▸ WORK REQUIRED
Every line from the beginning of the records below up to the one holding "use std::time::Duration;" should be quoted exactly; leave out the rest.

___ DATA FOR THIS EXERCISE

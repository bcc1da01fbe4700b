pub mod enriched;
pub mod entry;
pub mod optimistic;
pub mod table;
use anyhow::{Context, Result};
use reqwest::header::{HeaderMap, HeaderValue, AUTHORIZATION};
use serde::de::DeserializeOwned;
use serde::{Deserialize, Serialize};
use std::time::Duration;

use watchlist_core::domain::table::WatchlistPage;
use watchlist_core::error::MutationOutcome;
use watchlist_core::service::StockSearchResult;

const DEFAULT_TIMEOUT_SECS: u64 = 30;

/// HTTP client for the watchlist API.
#[derive(Debug, Clone)]
pub struct ApiClient {
    http: reqwest::Client,
    base_url: String,
    token: Option<String>,
}

#[derive(Debug, Deserialize)]
struct StatusResponse {
    is_in_watchlist: bool,
}

impl ApiClient {
    pub fn new(base_url: &str, token: Option<String>) -> Result<Self> {
        let http = reqwest::Client::builder()
            .timeout(Duration::from_secs(DEFAULT_TIMEOUT_SECS))
            .build()
            .context("failed to build api http client")?;
        Ok(Self {
            http,
            base_url: base_url.trim_end_matches('/').to_string(),
            token,
        })
    }

    fn headers(&self) -> Result<HeaderMap> {
        let mut headers = HeaderMap::new();
        if let Some(token) = &self.token {
            headers.insert(AUTHORIZATION, HeaderValue::from_str(&format!("Bearer {token}"))?);
        }
        Ok(headers)
    }

    async fn get_json<T: DeserializeOwned>(&self, path: &str, query: &[(&str, String)]) -> Result<T> {
        let res = self
            .http
            .get(format!("{}{}", self.base_url, path))
            .headers(self.headers()?)
            .query(query)
            .send()
            .await
            .with_context(|| format!("GET {path} failed"))?;

        let status = res.status();
        if !status.is_success() {
            let text = res.text().await.unwrap_or_default();
            anyhow::bail!("GET {path} HTTP {status}: {text}");
        }
        res.json::<T>()
            .await
            .with_context(|| format!("failed to parse GET {path} response"))
    }

    pub async fn list(&self, search: Option<&str>, page: usize) -> Result<WatchlistPage> {
        let mut query = vec![("page", page.to_string())];
        if let Some(q) = search {
            query.push(("q", q.to_string()));
        }
        self.get_json("/watchlist", &query).await
    }

    pub async fn is_in_watchlist(&self, symbol: &str) -> Result<bool> {
        let res: StatusResponse = self.get_json(&format!("/watchlist/{symbol}"), &[]).await?;
        Ok(res.is_in_watchlist)
    }

    pub async fn search(&self, query: &str) -> Result<Vec<StockSearchResult>> {
        self.get_json("/search", &[("q", query.to_string())]).await
    }

    /// Mutation failures come back as an outcome; only transport errors are `Err`.
    pub async fn add(&self, symbol: &str, company: &str) -> Result<MutationOutcome> {
        let res = self
            .http
            .post(format!("{}/watchlist", self.base_url))
            .headers(self.headers()?)
            .json(&AddBody { symbol, company })
            .send()
            .await
            .context("POST /watchlist failed")?;
        read_outcome(res).await
    }

    pub async fn remove(&self, symbol: &str) -> Result<MutationOutcome> {
        let res = self
            .http
            .delete(format!("{}/watchlist/{symbol}", self.base_url))
            .headers(self.headers()?)
            .send()
            .await
            .context("DELETE /watchlist failed")?;
        read_outcome(res).await
    }
}

#[derive(Serialize)]
struct AddBody<'a> {
    symbol: &'a str,
    company: &'a str,
}

async fn read_outcome(res: reqwest::Response) -> Result<MutationOutcome> {
    let status = res.status();
    res.json::<MutationOutcome>()
        .await
        .with_context(|| format!("unexpected mutation response (HTTP {status})"))
}
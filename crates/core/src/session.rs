use serde::{Deserialize, Serialize};

#[derive(Debug, Clone, PartialEq, Eq, Serialize, Deserialize)]
pub struct Identity {
    pub user_id: String,
    pub email: Option<String>,
}

/// Resolves the identity behind the current request, if any.
#[async_trait::async_trait]
pub trait SessionProvider: Send + Sync {
    async fn current_session(&self) -> anyhow::Result<Option<Identity>>;
}

#[async_trait::async_trait]
impl SessionProvider for Option<Identity> {
    async fn current_session(&self) -> anyhow::Result<Option<Identity>> {
        Ok(self.clone())
    }
}

/// Looks up sessions issued by the auth service.
#[async_trait::async_trait]
pub trait SessionStore: Send + Sync {
    async fn lookup(&self, token: &str) -> anyhow::Result<Option<Identity>>;
}

/// Session of a request carrying an optional bearer token.
pub struct BearerSession<'a> {
    store: &'a dyn SessionStore,
    token: Option<String>,
}

impl<'a> BearerSession<'a> {
    pub fn new(store: &'a dyn SessionStore, token: Option<String>) -> Self {
        Self { store, token }
    }

    /// Extracts the token from an `Authorization: Bearer <token>` header value.
    pub fn from_authorization(store: &'a dyn SessionStore, header: Option<&str>) -> Self {
        let token = header
            .and_then(|h| h.strip_prefix("Bearer "))
            .map(str::trim)
            .filter(|t| !t.is_empty())
            .map(str::to_string);
        Self::new(store, token)
    }
}

#[async_trait::async_trait]
impl SessionProvider for BearerSession<'_> {
    async fn current_session(&self) -> anyhow::Result<Option<Identity>> {
        match self.token.as_deref() {
            Some(token) => self.store.lookup(token).await,
            None => Ok(None),
        }
    }
}
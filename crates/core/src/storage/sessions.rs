use crate::session::{Identity, SessionStore};
use anyhow::Context;

#[derive(Debug, Clone)]
pub struct PgSessionStore {
    pool: sqlx::PgPool,
}

impl PgSessionStore {
    pub fn new(pool: sqlx::PgPool) -> Self {
        Self { pool }
    }
}

#[async_trait::async_trait]
impl SessionStore for PgSessionStore {
    async fn lookup(&self, token: &str) -> anyhow::Result<Option<Identity>> {
        let row = sqlx::query_as::<_, (String, String)>(
            "SELECT u.id, u.email \
             FROM sessions s \
             JOIN users u ON u.id = s.user_id \
             WHERE s.token = $1 AND s.expires_at > now() \
             LIMIT 1",
        )
        .bind(token)
        .fetch_optional(&self.pool)
        .await
        .context("select sessions failed")?;

        Ok(row.map(|(user_id, email)| Identity {
            user_id,
            email: Some(email),
        }))
    }
}
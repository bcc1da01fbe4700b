use std::sync::Arc;

use sqlx::PgPool;
use tracing_subscriber::EnvFilter;
use tracing_subscriber::{layer::SubscriberExt, util::SubscriberInitExt};

use watchlist_core::invalidate::ViewRevisions;
use watchlist_core::market::cache::{CachePolicy, CachedMarketData};
use watchlist_core::market::finnhub::FinnhubClient;
use watchlist_core::market::MarketDataClient;
use watchlist_core::service::WatchlistService;
use watchlist_core::storage::sessions::PgSessionStore;
use watchlist_core::storage::watchlist::PgWatchlistStore;

mod routes;

use routes::{AppState, WatchlistBackend};

#[tokio::main]
async fn main() -> anyhow::Result<()> {
    dotenvy::dotenv().ok();

    let settings = watchlist_core::config::Settings::from_env()?;
    let _sentry_guard = init_sentry(&settings);

    tracing_subscriber::registry()
        .with(EnvFilter::from_default_env())
        .with(tracing_subscriber::fmt::layer())
        .with(sentry_tracing::layer())
        .init();

    let pool: Option<PgPool> = match settings.require_database_url() {
        Ok(db_url) => match sqlx::postgres::PgPoolOptions::new()
            .max_connections(5)
            .connect(db_url)
            .await
        {
            Ok(pool) => match watchlist_core::storage::migrate(&pool).await {
                Ok(()) => Some(pool),
                Err(e) => {
                    sentry_anyhow::capture_anyhow(&e);
                    tracing::error!(error = %e, "db migrations failed; starting API in degraded mode");
                    None
                }
            },
            Err(e) => {
                let err = anyhow::Error::new(e);
                sentry_anyhow::capture_anyhow(&err);
                tracing::error!(error = %err, "db connect failed; starting API in degraded mode");
                None
            }
        },
        Err(e) => {
            sentry_anyhow::capture_anyhow(&e);
            tracing::error!(error = %e, "DATABASE_URL missing; starting API in degraded mode");
            None
        }
    };

    let market: Arc<dyn MarketDataClient> = Arc::new(CachedMarketData::new(
        FinnhubClient::from_settings(&settings)?,
        CachePolicy::from_settings(&settings),
    ));
    let views = Arc::new(ViewRevisions::new());

    let watchlist = pool.map(|pool| WatchlistBackend {
        service: WatchlistService::new(
            Arc::new(PgWatchlistStore::new(pool.clone())),
            market.clone(),
            views.clone(),
        ),
        sessions: Arc::new(PgSessionStore::new(pool)),
    });

    let state = AppState {
        watchlist,
        market,
        views,
        internal_api_key: settings.internal_api_key.clone(),
    };

    let app = routes::router(state);

    let port: u16 = std::env::var("PORT")
        .ok()
        .and_then(|v| v.parse().ok())
        .unwrap_or(3000);
    let addr = std::net::SocketAddr::from(([0, 0, 0, 0], port));

    tracing::info!(%addr, "api listening");

    let listener = tokio::net::TcpListener::bind(addr).await?;
    axum::serve(listener, app)
        .with_graceful_shutdown(shutdown_signal())
        .await?;

    Ok(())
}

async fn shutdown_signal() {
    let _ = tokio::signal::ctrl_c().await;
}

fn init_sentry(settings: &watchlist_core::config::Settings) -> Option<sentry::ClientInitGuard> {
    let dsn = settings.sentry_dsn.as_deref()?;
    Some(sentry::init((
        dsn,
        sentry::ClientOptions {
            release: sentry::release_name!(),
            ..Default::default()
        },
    )))
}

______

▸ RESPONSE
repository bcc1da01fbe4700b
pub mod enriched;
pub mod entry;
pub mod optimistic;
pub mod table;
use anyhow::{Context, Result};
use reqwest::header::{HeaderMap, HeaderValue, AUTHORIZATION};
use serde::de::DeserializeOwned;
use serde::{Deserialize, Serialize};
use std::time::Duration;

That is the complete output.